PNRA was one of the few restaurant stocks that saw its price increase in 2008 and it increased significantly, up 45% relative to the restaurant group's average 40% decline. And, the company's stock performance was warranted. Year-to-date, however, PNRA's stock performance has lagged the group, down 7% versus up 50%. Using our "Research Edge Restaurant Process" metrics (please refer to the post dated June 22, 2009), which look at how a company manages its cash and deploys new capital in the business, PNRA management made a lot of the right decisions and improved the company's sustainability trends in 2008. The company reduced its 2008 new unit development by 60% and cut its capital expenditures in half. As is typically the case when a restaurant company decides to slow new unit growth and focus on its core business, PNRA was able to grow operating margins in 2008 after four years of declines and reverse two years of declining returns on incremental investment.
Relative to PNRA's recent stock performance, these sustainable trends should continue throughout the balance of 2009 as the company has maintained its more prudent level of new unit growth and capital spending. We should see another year of margin improvement, but I would not be surprised to see somewhat of shortfall relative to management guidance and consensus in the second quarter as the benefits that stemmed from slowing growth really started to impact the P&L in 2Q08. In 2Q09, PNRA is facing its toughest same-store sales comparison of the year and a difficult operating margin comparison as 2Q08 marked the first time PNRA grew its operating margins on a YOY basis in over 10 quarters.
Management guided to a -1% to flat same-store sales number for the second quarter and said that it expects FY09 operating margins to come in at the high end of its targeted 75 to 125 bps of improvement. Given the tough 6.5% same-store sales comparison from 2Q08 and the fact that most restaurant commentary regarding May and June trends has been less than favorable, I think it could prove difficult for PNRA to post only a 1% comparable sales decline. For reference, even a 1.5% decline would still mark a sequential improvement in 2-year trends from Q1. This weaker than expected top-line number will put real pressure on margins despite the expected food cost favorability in the quarter (lower wheat costs are expected to benefit food costs by $5 million in the second quarter alone).

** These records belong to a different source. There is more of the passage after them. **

//! # Registry Identifiers
//!
//! Two families of identifiers are used against the registry:
//!
//! ### 1. Byte identifiers
//! - [`Address`]: 20-byte account or contract address
//! - [`TxHash`]: 32-byte transaction hash returned by a submitted write
//!
//! Both parse from `0x`-prefixed (or bare) hex in any letter case and always render
//! as lowercase `0x` hex, so two spellings of the same address compare equal.
//!
//! ### 2. Typed sequential ids
//! - [`ListingId`], [`ProposalId`], [`TokenId`]
//!
//! Listing and proposal ids are dense: assigned from 1 up to the matching counter
//! with no gaps or reuse. Wrapping them keeps the two id spaces from mixing.
//!
//! ```rust
//! use types::{Address, ProposalId};
//!
//! let upper: Address = "0xABCDEF0000000000000000000000000000000001".parse().unwrap();
//! let lower: Address = "0xabcdef0000000000000000000000000000000001".parse().unwrap();
//! assert_eq!(upper, lower);
//! assert_eq!(upper.short(), "0xabcd...0001");
//!
//! let proposal = ProposalId::new(4);
//! assert_eq!(proposal.to_string(), "4");
//! ```

use crate::common::errors::ValidationError;
use serde::{Deserialize, Deserializer, Serialize, Serializer};
use std::str::FromStr;

fn decode_hex_bytes<const N: usize>(input: &str) -> Result<[u8; N], String> {
    let trimmed = input.trim();
    let digits = trimmed
        .strip_prefix("0x")
        .or_else(|| trimmed.strip_prefix("0X"))
        .unwrap_or(trimmed);

    if digits.len() != N * 2 {
        return Err(format!("expected {} hex digits, got {}", N * 2, digits.len()));
    }

    let mut bytes = [0u8; N];
    hex::decode_to_slice(digits, &mut bytes).map_err(|e| e.to_string())?;
    Ok(bytes)
}

macro_rules! define_hex_identifier {
    (
        $(#[$meta:meta])*
        $name:ident, $len:expr, $err:ident
    ) => {
        $(#[$meta])*
        #[derive(Clone, Copy, PartialEq, Eq, PartialOrd, Ord, Hash, Default)]
        #[repr(transparent)]
        pub struct $name(pub [u8; $len]);

        impl $name {
            /// Length of the identifier in bytes
            pub const LEN: usize = $len;

            /// All-zero identifier
            pub const ZERO: Self = Self([0u8; $len]);

            /// Wrap raw bytes
            #[inline(always)]
            pub const fn from_bytes(bytes: [u8; $len]) -> Self {
                Self(bytes)
            }

            /// Borrow the raw bytes
            #[inline(always)]
            pub const fn as_bytes(&self) -> &[u8; $len] {
                &self.0
            }

            /// Whether every byte is zero
            pub fn is_zero(&self) -> bool {
                self.0 == [0u8; $len]
            }

            /// Lowercase `0x` hex rendering
            pub fn to_hex(&self) -> String {
                format!("0x{}", hex::encode(self.0))
            }
        }

        impl FromStr for $name {
            type Err = ValidationError;

            fn from_str(s: &str) -> Result<Self, Self::Err> {
                decode_hex_bytes::<$len>(s)
                    .map(Self)
                    .map_err(|reason| ValidationError::$err {
                        input: s.to_string(),
                        reason,
                    })
            }
        }

        impl std::fmt::Display for $name {
            fn fmt(&self, f: &mut std::fmt::Formatter<'_>) -> std::fmt::Result {
                f.write_str(&self.to_hex())
            }
        }

        impl std::fmt::Debug for $name {
            fn fmt(&self, f: &mut std::fmt::Formatter<'_>) -> std::fmt::Result {
                write!(f, "{}({})", stringify!($name), self.to_hex())
            }
        }

        impl From<[u8; $len]> for $name {
            fn from(bytes: [u8; $len]) -> Self {
                Self(bytes)
            }
        }

        impl Serialize for $name {
            fn serialize<S: Serializer>(&self, serializer: S) -> Result<S::Ok, S::Error> {
                serializer.serialize_str(&self.to_hex())
            }
        }

        impl<'de> Deserialize<'de> for $name {
            fn deserialize<D: Deserializer<'de>>(deserializer: D) -> Result<Self, D::Error> {
                let text = String::deserialize(deserializer)?;
                text.parse().map_err(serde::de::Error::custom)
            }
        }
    };
}

define_hex_identifier!(
    /// 20-byte network address of an account or contract
    Address, 20, InvalidAddress
);

define_hex_identifier!(
    /// Hash identifying a submitted transaction
    TxHash, 32, InvalidHash
);

impl Address {
    /// Abbreviated `0x1234...abcd` form used in listings and profile headers
    pub fn short(&self) -> String {
        let full = self.to_hex();
        format!("{}...{}", &full[..6], &full[full.len() - 4..])
    }
}

macro_rules! define_typed_id {
    (
        $(#[$meta:meta])*
        $name:ident
    ) => {
        $(#[$meta])*
        #[derive(Debug, Clone, Copy, PartialEq, Eq, PartialOrd, Ord, Hash, Serialize, Deserialize)]
        #[serde(transparent)]
        #[repr(transparent)]
        pub struct $name(pub u64);

        impl $name {
            /// Create a new typed ID
            #[inline(always)]
            pub const fn new(id: u64) -> Self {
                Self(id)
            }

            /// Create a typed ID, rejecting the never-assigned zero id
            pub fn new_validated(id: u64) -> Result<Self, ValidationError> {
                if id == 0 {
                    return Err(ValidationError::NullId);
                }
                Ok(Self(id))
            }

            /// Extract the inner value
            #[inline(always)]
            pub const fn inner(&self) -> u64 {
                self.0
            }
        }

        impl std::fmt::Display for $name {
            fn fmt(&self, f: &mut std::fmt::Formatter<'_>) -> std::fmt::Result {
                write!(f, "{}", self.0)
            }
        }

        impl From<u64> for $name {
            fn from(id: u64) -> Self {
                Self(id)
            }
        }

        impl From<$name> for u64 {
            fn from(id: $name) -> u64 {
                id.0
            }
        }

        impl FromStr for $name {
            type Err = ValidationError;

            fn from_str(s: &str) -> Result<Self, Self::Err> {
                let id = s.trim().parse::<u64>().map_err(|_| ValidationError::InvalidId {
                    input: s.to_string(),
                })?;
                Self::new_validated(id)
            }
        }
    };
}

define_typed_id!(
    /// Skill listing id, dense from 1 up to the total-listings counter
    ListingId
);

define_typed_id!(
    /// Barter proposal id, dense from 1 up to the total-proposals counter
    ProposalId
);

define_typed_id!(
    /// Achievement token id
    TokenId
);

To help build top line momentum, PNRA has been testing media (radio/billboards) in roughly 50% of its markets for the better part of two years. In 2009, the plan is to increase the media impressions up to 70% of the store base beginning in 3Q09. In 2010, marketing will become a larger part of driving traffic growth; it will not be until the company executes a TV strategy (currently in test) that we will see incrementally better sales trends. In the short run, the results appear to be lumpy.
Even with same-store sales down in the quarter, I am still modeling margin expansion in the quarter, which points to the increased operating leverage in the business model post 2007, but I think earnings numbers could fall short of the street's EPS estimate of $0.64. Instead, the low end of management's guidance of $0.62 to $0.66 per share seems to make more sense.